» EXERCISE: If a line in the records below contains "Result", copy that line.

"""

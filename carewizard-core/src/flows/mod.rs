//! The concrete wizard flows: catalogs, rule sets, payload transforms and
//! edit-mode seeding.

pub mod appointment;
pub mod doctor;
pub mod password;
pub mod patient;

use serde::{Deserialize, Serialize};
use serde_json::Value;
use std::fmt;

use crate::error::Result;
use crate::field::{FieldValue, FieldValues};
use crate::payload::PayloadContext;
use crate::step::StepCatalog;
use crate::validation::RuleSet;

#[derive(Debug, Clone, Copy, PartialEq, Eq, Hash, Serialize, Deserialize)]
#[serde(rename_all = "kebab-case")]
pub enum FlowKind {
    PatientRegistration,
    DoctorRegistration,
    AppointmentBooking,
    PasswordChange,
}

#[derive(Debug, Clone, Copy, PartialEq, Eq, Default, Serialize, Deserialize)]
#[serde(rename_all = "lowercase")]
pub enum WizardMode {
    #[default]
    Create,
    Edit,
}

/// Field values mapped from a persisted entity.
pub type Seed = Vec<(&'static str, FieldValue)>;

impl FlowKind {
    pub const ALL: [FlowKind; 4] = [
        FlowKind::PatientRegistration,
        FlowKind::DoctorRegistration,
        FlowKind::AppointmentBooking,
        FlowKind::PasswordChange,
    ];

    pub fn as_str(&self) -> &'static str {
        match self {
            FlowKind::PatientRegistration => "patient-registration",
            FlowKind::DoctorRegistration => "doctor-registration",
            FlowKind::AppointmentBooking => "appointment-booking",
            FlowKind::PasswordChange => "password-change",
        }
    }

    /// The remote entity this flow creates or updates.
    pub fn entity(&self) -> &'static str {
        match self {
            FlowKind::PatientRegistration => "patient",
            FlowKind::DoctorRegistration => "doctor",
            FlowKind::AppointmentBooking => "appointment",
            FlowKind::PasswordChange => "account",
        }
    }

    pub fn supports_edit(&self) -> bool {
        matches!(
            self,
            FlowKind::PatientRegistration | FlowKind::DoctorRegistration
        )
    }

    /// Name of the identifier another wizard must supply before this one
    /// can start.
    pub fn precondition(&self) -> Option<&'static str> {
        match self {
            FlowKind::AppointmentBooking => Some("patientId"),
            _ => None,
        }
    }

    pub fn catalog(&self) -> Result<StepCatalog> {
        match self {
            FlowKind::PatientRegistration => patient::catalog(),
            FlowKind::DoctorRegistration => doctor::catalog(),
            FlowKind::AppointmentBooking => appointment::catalog(),
            FlowKind::PasswordChange => password::catalog(),
        }
    }

    /// The rule set for `mode`. Flows without an edit mode use their create
    /// rules throughout.
    pub fn rules(&self, mode: WizardMode) -> RuleSet {
        match (self, mode) {
            (FlowKind::PatientRegistration, WizardMode::Create) => patient::create_rules(),
            (FlowKind::PatientRegistration, WizardMode::Edit) => patient::edit_rules(),
            (FlowKind::DoctorRegistration, WizardMode::Create) => doctor::create_rules(),
            (FlowKind::DoctorRegistration, WizardMode::Edit) => doctor::edit_rules(),
            (FlowKind::AppointmentBooking, _) => appointment::rules(),
            (FlowKind::PasswordChange, _) => password::rules(),
        }
    }

    pub fn to_payload(&self, values: &FieldValues, context: &PayloadContext<'_>) -> Value {
        match self {
            FlowKind::PatientRegistration => patient::to_payload(values, context),
            FlowKind::DoctorRegistration => doctor::to_payload(values, context),
            FlowKind::AppointmentBooking => appointment::to_payload(values, context),
            FlowKind::PasswordChange => password::to_payload(values, context),
        }
    }

    /// Map a persisted entity back onto flat field values.
    pub fn seed(&self, entity: &Value) -> Result<Seed> {
        match self {
            FlowKind::PatientRegistration => patient::seed(entity),
            FlowKind::DoctorRegistration => doctor::seed(entity),
            FlowKind::AppointmentBooking | FlowKind::PasswordChange => {
                Err(crate::error::WizardError::EditUnsupported(*self))
            }
        }
    }

    pub fn success_message(&self, mode: WizardMode) -> &'static str {
        match (self, mode) {
            (FlowKind::PatientRegistration, WizardMode::Create) => "Patient registered successfully",
            (FlowKind::PatientRegistration, WizardMode::Edit) => "Patient updated successfully",
            (FlowKind::DoctorRegistration, WizardMode::Create) => "Doctor registered successfully",
            (FlowKind::DoctorRegistration, WizardMode::Edit) => "Doctor updated successfully",
            (FlowKind::AppointmentBooking, _) => "Appointment booked successfully",
            (FlowKind::PasswordChange, _) => "Password changed successfully",
        }
    }
}

impl fmt::Display for FlowKind {
    fn fmt(&self, f: &mut fmt::Formatter<'_>) -> fmt::Result {
        f.write_str(self.as_str())
    }
}

/// Text at a JSON pointer, empty when absent.
pub(crate) fn text_at(entity: &Value, pointer: &str) -> String {
    match entity.pointer(pointer) {
        Some(Value::String(s)) => s.clone(),
        Some(Value::Number(n)) => n.to_string(),
        _ => String::new(),
    }
}

/// Date at a JSON pointer, reduced to `YYYY-MM-DD` when stored as a timestamp.
pub(crate) fn date_at(entity: &Value, pointer: &str) -> String {
    let raw = text_at(entity, pointer);
    match raw.split_once('T') {
        Some((date, _)) => date.to_string(),
        None => raw,
    }
}

pub(crate) fn number_at(entity: &Value, pointer: &str) -> f64 {
    match entity.pointer(pointer) {
        Some(Value::Number(n)) => n.as_f64().unwrap_or(0.0),
        Some(Value::String(s)) => s.trim().parse().unwrap_or(0.0),
        _ => 0.0,
    }
}

pub(crate) fn list_at(entity: &Value, pointer: &str) -> Vec<String> {
    entity
        .pointer(pointer)
        .and_then(Value::as_array)
        .map(|items| {
            items
                .iter()
                .filter_map(Value::as_str)
                .map(str::to_string)
                .collect()
        })
        .unwrap_or_default()
}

"""

» SOLUTION FOR THIS TASK:
use crate::error::Result;
    pub fn catalog(&self) -> Result<StepCatalog> {
    pub fn seed(&self, entity: &Value) -> Result<Seed> {
    fn fmt(&self, f: &mut fmt::Formatter<'_>) -> fmt::Result {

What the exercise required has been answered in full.